Im Rahmen eines mit einem Krankenhausträger abgeschlossenen (Krankenhausaufnahme- und) Behandlungsvertrags erfolgt die Konkretisierung und Bestimmung der Behandlungsmöglichkeiten durch die aktuell beratenden und behandelnden Spitalsärzte. Insbesondere dann, wenn es sich dabei - wie hier - um Spezialisten eines bestimmten Gebietes handelt, diese nach ihrem Wissen und ihrer Erfahrung die Durchführung einer bestimmten Behandlungsmethode als nicht erfolgversprechend ablehnen und darin - ex ante gesehen - innerhalb des Rahmens des medizinischen Kalküls auch keine Verkennung der Sachlage liegt, ergibt sich aber nach den dargelegten Grundsätzen keine Pflicht des Krankenhausträgers, entgegen dieser Expertise so lange weitere - gegebenenfalls externe - Ärzte hinzuzuziehen, bis die Durchführung einer vom Patienten in Erfahrung gebrachten alternativen Behandlungsmethode befürwortet wird. Die Pflicht des Krankenhausträgers geht hier nicht so weit, dass er eine vom Patienten gewünschte Behandlungsmethode auch entgegen der im Rahmen des medizinischen Kalküls liegenden hauseigenen ärztlichen Einschätzung anzuwenden hätte.

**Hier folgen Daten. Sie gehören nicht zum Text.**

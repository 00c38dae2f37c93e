//! Context summarization
//!
//! Distills archived history entries into one summary entry through the
//! language-model collaborator.

use crate::error::OrchestrationError;
use crate::llm::{invoke_structured, HistorySummary, LanguageModel, PromptKind};
use crate::memory::store::{format_entries, HistoryEntry};
use serde_json::json;
use tracing::info;

pub struct ContextSummarizer;

impl ContextSummarizer {
    pub async fn summarize(
        model: &dyn LanguageModel,
        entries: &[HistoryEntry],
    ) -> crate::Result<HistoryEntry> {
        if entries.is_empty() {
            return Err(OrchestrationError::MalformedOutput(
                "Cannot summarize empty history".to_string(),
            ));
        }

        let conversation = format_entries(entries.iter());
        info!(entries = entries.len(), "Summarizing conversation history");

        let summary: HistorySummary = invoke_structured(
            model,
            PromptKind::HistorySummary,
            json!({
                "conversation": conversation,
                "max_tokens": 400,
            }),
        )
        .await?;

        Ok(HistoryEntry::summary(summary.summary))
    }
}
//! Error types for the data agent orchestrator

use thiserror::Error;

/// Result type alias for orchestrator operations
pub type Result<T> = std::result::Result<T, OrchestrationError>;

#[derive(Error, Debug)]
pub enum OrchestrationError {

    // =============================
    // Collaborator Errors (abort the turn)
    // =============================

    #[error("Language model provider unavailable: {0}")]
    ProviderTransient(String),

    #[error("Malformed model output: {0}")]
    MalformedOutput(String),

    // =============================
    // Startup Errors
    // =============================

    #[error("Glossary inconsistent, missing key terms: {}", .0.join(", "))]
    GlossaryInconsistent(Vec<String>),

    #[error("Configuration error: {0}")]
    Config(String),

    #[error("Schema error: {0}")]
    Schema(String),

    // =============================
    // Core Pipeline Errors
    // =============================

    #[error("Invalid phase transition: {from} -> {to}")]
    InvalidPhaseTransition { from: String, to: String },

    #[error("Cannot compose an answer for an undetermined scenario")]
    UndeterminedScenario,

    #[error("Database error: {0}")]
    DatabaseError(String),

    // =============================
    // External Library Conversions
    // =============================

    #[error("Serialization error: {0}")]
    SerializationError(#[from] serde_json::Error),

    #[error("HTTP client error: {0}")]
    HttpError(#[from] reqwest::Error),

    #[error("IO error: {0}")]
    IoError(#[from] std::io::Error),
}

impl OrchestrationError {
    /// Errors that abandon the current turn with an apology instead of an answer.
    pub fn aborts_turn(&self) -> bool {
        matches!(
            self,
            OrchestrationError::ProviderTransient(_)
                | OrchestrationError::MalformedOutput(_)
                | OrchestrationError::HttpError(_)
                | OrchestrationError::SerializationError(_)
                | OrchestrationError::InvalidPhaseTransition { .. }
                | OrchestrationError::UndeterminedScenario
        )
    }
}

/// Error raised by the SQL engine for a single statement.
///
/// Never escapes the execution loop: it is recorded on the query and fed to
/// the correction collaborator.
#[derive(Error, Debug, Clone, PartialEq, Eq)]
#[error("{message}")]
pub struct SqlExecutionError {
    pub message: String,
}

impl SqlExecutionError {
    pub fn new(message: impl Into<String>) -> Self {
        Self {
            message: message.into(),
        }
    }
}

#[cfg(test)]
mod tests {
    use super::*;

    #[test]
    fn test_glossary_error_lists_missing_terms() {
        let err = OrchestrationError::GlossaryInconsistent(vec![
            "payout".to_string(),
            "net revenue".to_string(),
        ]);
        assert_eq!(
            err.to_string(),
            "Glossary inconsistent, missing key terms: payout, net revenue"
        );
        assert!(!err.aborts_turn());
    }

    #[test]
    fn test_collaborator_errors_abort_turn() {
        assert!(OrchestrationError::ProviderTransient("503".into()).aborts_turn());
        assert!(OrchestrationError::MalformedOutput("missing field".into()).aborts_turn());
        assert!(!OrchestrationError::Config("PORT".into()).aborts_turn());
    }
}
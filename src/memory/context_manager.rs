//! History watermarks
//!
//! Decides when the rolling history must be compacted and which entries
//! the summary replaces.

use crate::config::EngineConfig;
use crate::memory::store::{ConversationHistory, HistoryEntry};
use tracing::info;

#[derive(Debug, Clone)]
pub struct ContextConfig {
    /// High watermark
    pub token_watermark: usize,
    /// Low watermark: entries that are never summarized
    pub preserve_recent_count: usize,
}

impl Default for ContextConfig {
    fn default() -> Self {
        Self {
            token_watermark: 1000,
            preserve_recent_count: 4,
        }
    }
}

impl From<&EngineConfig> for ContextConfig {
    fn from(config: &EngineConfig) -> Self {
        Self {
            token_watermark: config.history_token_watermark,
            preserve_recent_count: config.history_turns_kept,
        }
    }
}

pub struct ContextManager {
    config: ContextConfig,
}

impl ContextManager {
    pub fn new() -> Self {
        Self {
            config: ContextConfig::default(),
        }
    }

    pub fn with_config(config: ContextConfig) -> Self {
        Self { config }
    }

    /// Both watermarks crossed
    pub fn should_compact(&self, history: &ConversationHistory) -> bool {
        let current_tokens = history.total_tokens();
        let should = current_tokens >= self.config.token_watermark
            && history.len() > self.config.preserve_recent_count;

        if should {
            info!(
                tokens = current_tokens,
                watermark = self.config.token_watermark,
                entries = history.len(),
                "History over watermark, compaction needed"
            );
        }

        should
    }

    /// Entries the summary will replace
    pub fn entries_to_archive(&self, history: &ConversationHistory) -> Vec<HistoryEntry> {
        history.older_than(self.config.preserve_recent_count)
    }

    pub fn config(&self) -> &ContextConfig {
        &self.config
    }
}

impl Default for ContextManager {
    fn default() -> Self {
        Self::new()
    }
}

#[cfg(test)]
mod tests {
    use super::*;
    use uuid::Uuid;

    fn history(turns: usize, answer_len: usize) -> ConversationHistory {
        let mut history = ConversationHistory::new(Uuid::new_v4());
        for i in 0..turns {
            history.push_turn(format!("Question {}", i), "x".repeat(answer_len));
        }
        history
    }

    #[test]
    fn test_compaction_needs_both_watermarks() {
        let manager = ContextManager::new();

        // many tokens, few entries
        assert!(!manager.should_compact(&history(4, 2000)));
        // many entries, few tokens
        assert!(!manager.should_compact(&history(10, 10)));
        // both
        assert!(manager.should_compact(&history(5, 1000)));
    }

    #[test]
    fn test_entries_to_archive_keeps_last_four() {
        let manager = ContextManager::new();
        let h = history(6, 10);
        let archived = manager.entries_to_archive(&h);
        assert_eq!(archived.len(), 2);
        assert_eq!(archived[0], *h.entries().next().unwrap());
    }

    #[test]
    fn test_config_from_engine_config() {
        let engine = EngineConfig {
            history_token_watermark: 50,
            history_turns_kept: 2,
            ..EngineConfig::default()
        };
        let manager = ContextManager::with_config(ContextConfig::from(&engine));
        assert!(manager.should_compact(&history(3, 100)));
    }
}
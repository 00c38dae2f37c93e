//! Token estimation
//!
//! Approximates model tokens as one token per four bytes, rounded up.
//! Used for result budgets and history watermarks alike.

pub fn estimate_tokens(text: &str) -> usize {
    (text.len() + 3) / 4
}

#[cfg(test)]
mod tests {
    use super::*;

    #[test]
    fn test_estimate_tokens() {
        assert_eq!(estimate_tokens(""), 0);
        assert_eq!(estimate_tokens("abc"), 1);
        assert_eq!(estimate_tokens("abcd"), 1);
        assert_eq!(estimate_tokens("abcde"), 2);
        assert_eq!(estimate_tokens(&"x".repeat(2000)), 500);
    }
}
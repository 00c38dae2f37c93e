//! Session persistence
//!
//! Conversation histories keyed by session id. A turn works on a copy of the
//! history and the store is written only once the turn has completed.

use crate::memory::ConversationHistory;
use crate::Result;
use std::collections::HashMap;
use std::sync::Arc;
use tokio::sync::RwLock;
use uuid::Uuid;

pub mod postgres;
pub use postgres::PgSessionStore;

#[async_trait::async_trait]
pub trait SessionStore: Send + Sync {
    /// History of the session; empty for an unknown session
    async fn load(&self, session_id: Uuid) -> Result<ConversationHistory>;

    /// Replace the stored history of `history.session_id`
    async fn save(&self, history: &ConversationHistory) -> Result<()>;
}

/// In-memory session store for development and tests
pub struct InMemorySessionStore {
    histories: Arc<RwLock<HashMap<Uuid, ConversationHistory>>>,
}

impl InMemorySessionStore {
    pub fn new() -> Self {
        Self {
            histories: Arc::new(RwLock::new(HashMap::new())),
        }
    }
}

impl Default for InMemorySessionStore {
    fn default() -> Self {
        Self::new()
    }
}

#[async_trait::async_trait]
impl SessionStore for InMemorySessionStore {
    async fn load(&self, session_id: Uuid) -> Result<ConversationHistory> {
        let histories = self.histories.read().await;
        Ok(histories
            .get(&session_id)
            .cloned()
            .unwrap_or_else(|| ConversationHistory::new(session_id)))
    }

    async fn save(&self, history: &ConversationHistory) -> Result<()> {
        let mut histories = self.histories.write().await;
        histories.insert(history.session_id, history.clone());
        Ok(())
    }
}
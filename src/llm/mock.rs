//! Scripted language model for tests and offline runs
//!
//! Responses are queued per prompt kind and consumed in order. A kind with
//! an empty queue falls back to its default response when one is set, and
//! otherwise fails with `MalformedOutput`.

use super::{LanguageModel, ModelRequest, PromptKind};
use crate::error::OrchestrationError;
use crate::Result;
use async_trait::async_trait;
use serde_json::Value;
use std::collections::{HashMap, VecDeque};
use std::sync::Mutex;

enum Scripted {
    Reply(Value),
    Transient(String),
}

#[derive(Default)]
pub struct ScriptedModel {
    queues: Mutex<HashMap<PromptKind, VecDeque<Scripted>>>,
    defaults: Mutex<HashMap<PromptKind, Value>>,
    requests: Mutex<Vec<ModelRequest>>,
}

impl ScriptedModel {
    pub fn new() -> Self {
        Self::default()
    }

    /// Queue one response for `kind`
    pub fn respond(self, kind: PromptKind, response: Value) -> Self {
        self.push(kind, Scripted::Reply(response));
        self
    }

    /// Response used whenever the queue for `kind` is empty
    pub fn respond_always(self, kind: PromptKind, response: Value) -> Self {
        if let Ok(mut defaults) = self.defaults.lock() {
            defaults.insert(kind, response);
        }
        self
    }

    /// Queue a provider failure for `kind`
    pub fn fail(self, kind: PromptKind, message: &str) -> Self {
        self.push(kind, Scripted::Transient(message.to_string()));
        self
    }

    fn push(&self, kind: PromptKind, entry: Scripted) {
        if let Ok(mut queues) = self.queues.lock() {
            queues.entry(kind).or_default().push_back(entry);
        }
    }

    /// Number of calls made for `kind`
    pub fn calls(&self, kind: PromptKind) -> usize {
        self.requests_for(kind).len()
    }

    /// Every request made for `kind`, in call order
    pub fn requests_for(&self, kind: PromptKind) -> Vec<ModelRequest> {
        self.requests
            .lock()
            .map(|r| r.iter().filter(|req| req.kind == kind).cloned().collect())
            .unwrap_or_default()
    }

    /// Total calls across all kinds
    pub fn total_calls(&self) -> usize {
        self.requests.lock().map(|r| r.len()).unwrap_or_default()
    }
}

#[async_trait]
impl LanguageModel for ScriptedModel {
    async fn invoke(&self, request: ModelRequest) -> Result<Value> {
        let kind = request.kind;

        self.requests
            .lock()
            .map_err(|_| OrchestrationError::ProviderTransient("scripted model poisoned".into()))?
            .push(request);

        let next = self
            .queues
            .lock()
            .map_err(|_| OrchestrationError::ProviderTransient("scripted model poisoned".into()))?
            .get_mut(&kind)
            .and_then(|q| q.pop_front());

        match next {
            Some(Scripted::Reply(value)) => Ok(value),
            Some(Scripted::Transient(message)) => Err(OrchestrationError::ProviderTransient(message)),
            None => {
                let fallback = self
                    .defaults
                    .lock()
                    .ok()
                    .and_then(|d| d.get(&kind).cloned());
                fallback.ok_or_else(|| {
                    OrchestrationError::MalformedOutput(format!("no scripted response for {}", kind))
                })
            }
        }
    }
}
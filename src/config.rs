//! Engine budgets and process settings
//!
//! `EngineConfig` holds every numeric limit the turn pipeline enforces.
//! `Settings` is read once from the environment (after `dotenv`) by the binaries.

use crate::error::OrchestrationError;
use crate::Result;
use std::env;
use std::path::PathBuf;
use std::str::FromStr;

/// Limits applied during a single conversational turn
#[derive(Debug, Clone)]
pub struct EngineConfig {
    /// Maximum result size (tokens) before a query is refined
    pub token_budget: usize,
    /// Execution attempts per correction cycle (1 original + corrections)
    pub max_execution_attempts: u32,
    /// Refinement attempts per query
    pub max_refinements: u32,
    /// Most recent turns kept verbatim on compaction (low watermark)
    pub history_turns_kept: usize,
    /// History size that triggers compaction (high watermark)
    pub history_token_watermark: usize,
    /// Minimum similarity for fuzzy term matches
    pub fuzzy_threshold: f64,
    pub max_intents: usize,
    pub max_follow_ups: usize,
    pub max_highlights: usize,
}

impl Default for EngineConfig {
    fn default() -> Self {
        Self {
            token_budget: 500,
            max_execution_attempts: 3,
            max_refinements: 3,
            history_turns_kept: 4,
            history_token_watermark: 1000,
            fuzzy_threshold: 0.85,
            max_intents: 5,
            max_follow_ups: 2,
            max_highlights: 3,
        }
    }
}

impl EngineConfig {
    /// Defaults overridden by any budget variables present in the environment
    pub fn from_env() -> Result<Self> {
        let mut config = Self::default();

        if let Some(v) = parse_var("TOKEN_BUDGET")? {
            config.token_budget = v;
        }
        if let Some(v) = parse_var("MAX_EXECUTION_ATTEMPTS")? {
            config.max_execution_attempts = v;
        }
        if let Some(v) = parse_var("MAX_REFINEMENTS")? {
            config.max_refinements = v;
        }
        if let Some(v) = parse_var("HISTORY_TOKEN_WATERMARK")? {
            config.history_token_watermark = v;
        }

        if config.max_execution_attempts == 0 {
            return Err(OrchestrationError::Config(
                "MAX_EXECUTION_ATTEMPTS must be at least 1".to_string(),
            ));
        }

        Ok(config)
    }
}

/// Process-wide settings for the binaries
#[derive(Debug, Clone)]
pub struct Settings {
    pub gemini_api_key: String,
    pub gemini_model: String,
    pub database_url: String,
    pub glossary_path: PathBuf,
    pub schema_path: PathBuf,
    pub port: u16,
    pub engine: EngineConfig,
}

impl Settings {
    pub fn from_env() -> Result<Self> {
        let gemini_api_key = required_var("GEMINI_API_KEY")?;
        let database_url = env::var("DATABASE_URL")
            .or_else(|_| env::var("POSTGRES_URL"))
            .map_err(|_| {
                OrchestrationError::Config("DATABASE_URL (or POSTGRES_URL) not set".to_string())
            })?;

        let port = parse_var::<u16>("PORT")?
            .or(parse_var::<u16>("API_PORT")?)
            .unwrap_or(8080);

        Ok(Self {
            gemini_api_key,
            gemini_model: env::var("GEMINI_MODEL")
                .unwrap_or_else(|_| "gemini-2.0-flash".to_string()),
            database_url,
            glossary_path: env::var("GLOSSARY_PATH")
                .unwrap_or_else(|_| "config/glossary.json".to_string())
                .into(),
            schema_path: env::var("SCHEMA_PATH")
                .unwrap_or_else(|_| "config/schema.json".to_string())
                .into(),
            port,
            engine: EngineConfig::from_env()?,
        })
    }
}

fn required_var(name: &str) -> Result<String> {
    match env::var(name) {
        Ok(v) if !v.trim().is_empty() => Ok(v),
        _ => Err(OrchestrationError::Config(format!("{} not set", name))),
    }
}

fn parse_var<T: FromStr>(name: &str) -> Result<Option<T>> {
    match env::var(name) {
        Ok(raw) => raw
            .trim()
            .parse::<T>()
            .map(Some)
            .map_err(|_| OrchestrationError::Config(format!("{} is not a valid value: {}", name, raw))),
        Err(_) => Ok(None),
    }
}
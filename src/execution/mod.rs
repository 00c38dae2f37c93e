//! Query Execution Loop
//!
//! Per intent: synthesize one SQL query, execute it with bounded
//! correction, refine it while the result is over the token budget, then
//! extract an insight. A query that keeps failing is marked `failed` and
//! never aborts the turn; a result that stays too large is accepted as
//! `degraded`. Only collaborator errors from the language model propagate.

use crate::config::EngineConfig;
use crate::llm::{invoke_structured, LanguageModel, PromptKind, QueryInsight, SqlText};
use crate::models::{QueryRecord, QueryStatus, TurnState};
use crate::schema::SchemaProvider;
use crate::sql::{QueryOutline, QueryRows, SqlEngine};
use crate::Result;
use futures::future::try_join_all;
use serde_json::json;
use tracing::{debug, info, warn};

pub struct QueryExecutionLoop<'a> {
    model: &'a dyn LanguageModel,
    engine: &'a dyn SqlEngine,
    schema: &'a dyn SchemaProvider,
    config: &'a EngineConfig,
}

impl<'a> QueryExecutionLoop<'a> {
    pub fn new(
        model: &'a dyn LanguageModel,
        engine: &'a dyn SqlEngine,
        schema: &'a dyn SchemaProvider,
        config: &'a EngineConfig,
    ) -> Self {
        Self {
            model,
            engine,
            schema,
            config,
        }
    }

    /// Run every intent of the turn. Records come back in intent order and
    /// their notes are appended to the turn's transparency notes.
    pub async fn run(&self, state: &mut TurnState, schema_context: &str) -> Result<()> {
        info!(intents = state.intents.len(), "Executing queries");

        let records = try_join_all(
            state
                .intents
                .iter()
                .map(|intent| self.run_intent(intent, schema_context)),
        )
        .await?;

        for record in &records {
            state.transparency_notes.extend(record.notes.iter().cloned());
        }
        state.queries = records;

        Ok(())
    }

    async fn run_intent(&self, intent: &str, schema_context: &str) -> Result<QueryRecord> {
        let synthesized: SqlText = invoke_structured(
            self.model,
            PromptKind::SqlSynthesis,
            json!({
                "intent": intent,
                "schema": schema_context,
                "dialect": self.engine.dialect(),
            }),
        )
        .await?;

        let mut record = QueryRecord::pending(intent, synthesized.query);
        // Smallest over-budget result seen so far
        let mut best: Option<QueryRows> = None;

        loop {
            let Some(rows) = self.execute_with_correction(&mut record, schema_context).await? else {
                match best.take() {
                    Some(rows) => self.degrade(&mut record, rows),
                    None => {
                        warn!(
                            intent,
                            attempts = record.correction_attempts + 1,
                            error = record.last_error.as_deref().unwrap_or_default(),
                            "Query failed"
                        );
                        record.status = QueryStatus::Failed;
                        return Ok(record);
                    }
                }
                break;
            };

            let tokens = rows.token_count();
            if tokens <= self.config.token_budget {
                record.status = QueryStatus::Succeeded;
                record.result = Some(rows);
                break;
            }

            debug!(tokens, budget = self.config.token_budget, "Result over budget");
            if best.as_ref().map_or(true, |b| tokens < b.token_count()) {
                best = Some(rows);
            }

            if record.refinement_attempts >= self.config.max_refinements {
                if let Some(rows) = best.take() {
                    self.degrade(&mut record, rows);
                }
                break;
            }

            record.refinement_attempts += 1;
            info!(
                intent,
                refinement = record.refinement_attempts,
                tokens,
                "Refining query"
            );
            let refined: SqlText = invoke_structured(
                self.model,
                PromptKind::SqlRefinement,
                json!({
                    "intent": intent,
                    "query": record.text,
                    "result_tokens": tokens,
                    "token_budget": self.config.token_budget,
                    "schema": schema_context,
                    "dialect": self.engine.dialect(),
                }),
            )
            .await?;
            record.text = refined.query;
        }

        self.extract_insight(&mut record).await?;
        Ok(record)
    }

    /// One execution/correction cycle. `None` once every attempt failed.
    async fn execute_with_correction(
        &self,
        record: &mut QueryRecord,
        schema_context: &str,
    ) -> Result<Option<QueryRows>> {
        let max_attempts = self.config.max_execution_attempts;

        for attempt in 1..=max_attempts {
            debug!(attempt, max_attempts, "Executing query");

            match self.engine.execute(&record.text).await {
                Ok(rows) => {
                    record.last_error = None;
                    return Ok(Some(rows));
                }
                Err(e) => {
                    warn!(attempt, error = %e, "Query execution failed");
                    record.last_error = Some(e.message.clone());

                    if attempt == max_attempts {
                        break;
                    }

                    let corrected: SqlText = invoke_structured(
                        self.model,
                        PromptKind::SqlCorrection,
                        json!({
                            "query": record.text,
                            "error": e.message,
                            "schema": schema_context,
                            "dialect": self.engine.dialect(),
                        }),
                    )
                    .await?;
                    record.text = corrected.query;
                    record.correction_attempts += 1;
                }
            }
        }

        Ok(None)
    }

    /// Accept an over-budget result, cut to the budget
    fn degrade(&self, record: &mut QueryRecord, rows: QueryRows) {
        let kept = rows.truncate_to_budget(self.config.token_budget);
        warn!(
            total_rows = rows.rows.len(),
            kept_rows = kept.rows.len(),
            "Result still too large, accepting truncated result"
        );

        record.notes.push(format!(
            "Result too large to show in full; only the first {} of {} rows were used.",
            kept.rows.len(),
            rows.rows.len()
        ));
        record.status = QueryStatus::Degraded;
        record.result = Some(kept);
    }

    async fn extract_insight(&self, record: &mut QueryRecord) -> Result<()> {
        let rendered = record
            .result
            .as_ref()
            .map(QueryRows::render)
            .unwrap_or_default();

        let insight: QueryInsight = invoke_structured(
            self.model,
            PromptKind::QueryInsight,
            json!({
                "intent": record.intent,
                "query": record.text,
                "result": rendered,
            }),
        )
        .await?;

        record.insight = Some(insight.insight);
        record.notes.extend(
            insight
                .highlights
                .into_iter()
                .take(self.config.max_highlights),
        );

        let outline = QueryOutline::of(&record.text);
        record
            .notes
            .extend(outline.filters.iter().map(|f| format!("Filters applied: {}", f)));
        record.notes.extend(self.schema.date_ranges(&outline.tables));

        Ok(())
    }
}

Nichts anderes ergäbe sich, wenn man unter dem Aspekt der öffentlichen Daseinsvorsorge - siehe den in § 18 Abs 1 KAKuG statuierten Versorgungsauftrag der Länder - von einem Kontrahierungszwang des Krankenhausträgers zum Abschluss eines bestimmten Behandlungsvertrags ausgehen wollte, weil für die Festlegung des Inhalts des Behandlungsvertrags keine anderen als die aufgezeigten Parameter bestünden. Unabhängig davon kann auch bei Bestehen eines Abschlusszwanges ein Vertragsabschluss als solcher oder in der begehrten Form aus sachlich gerechtfertigten Gründen abgelehnt werden. Eine sachliche Rechtfertigung für die Ablehnung einer bestimmten Behandlungsmethode durch den Krankenhausträger läge aber auch dann vor, wenn die Methode nach der medizinisch-therapeutischen Einschätzung eines vom Krankenhausträgers beschäftigten Facharztes nach seiner Sachkunde und Erfahrung als nicht zielführend erachtet wird.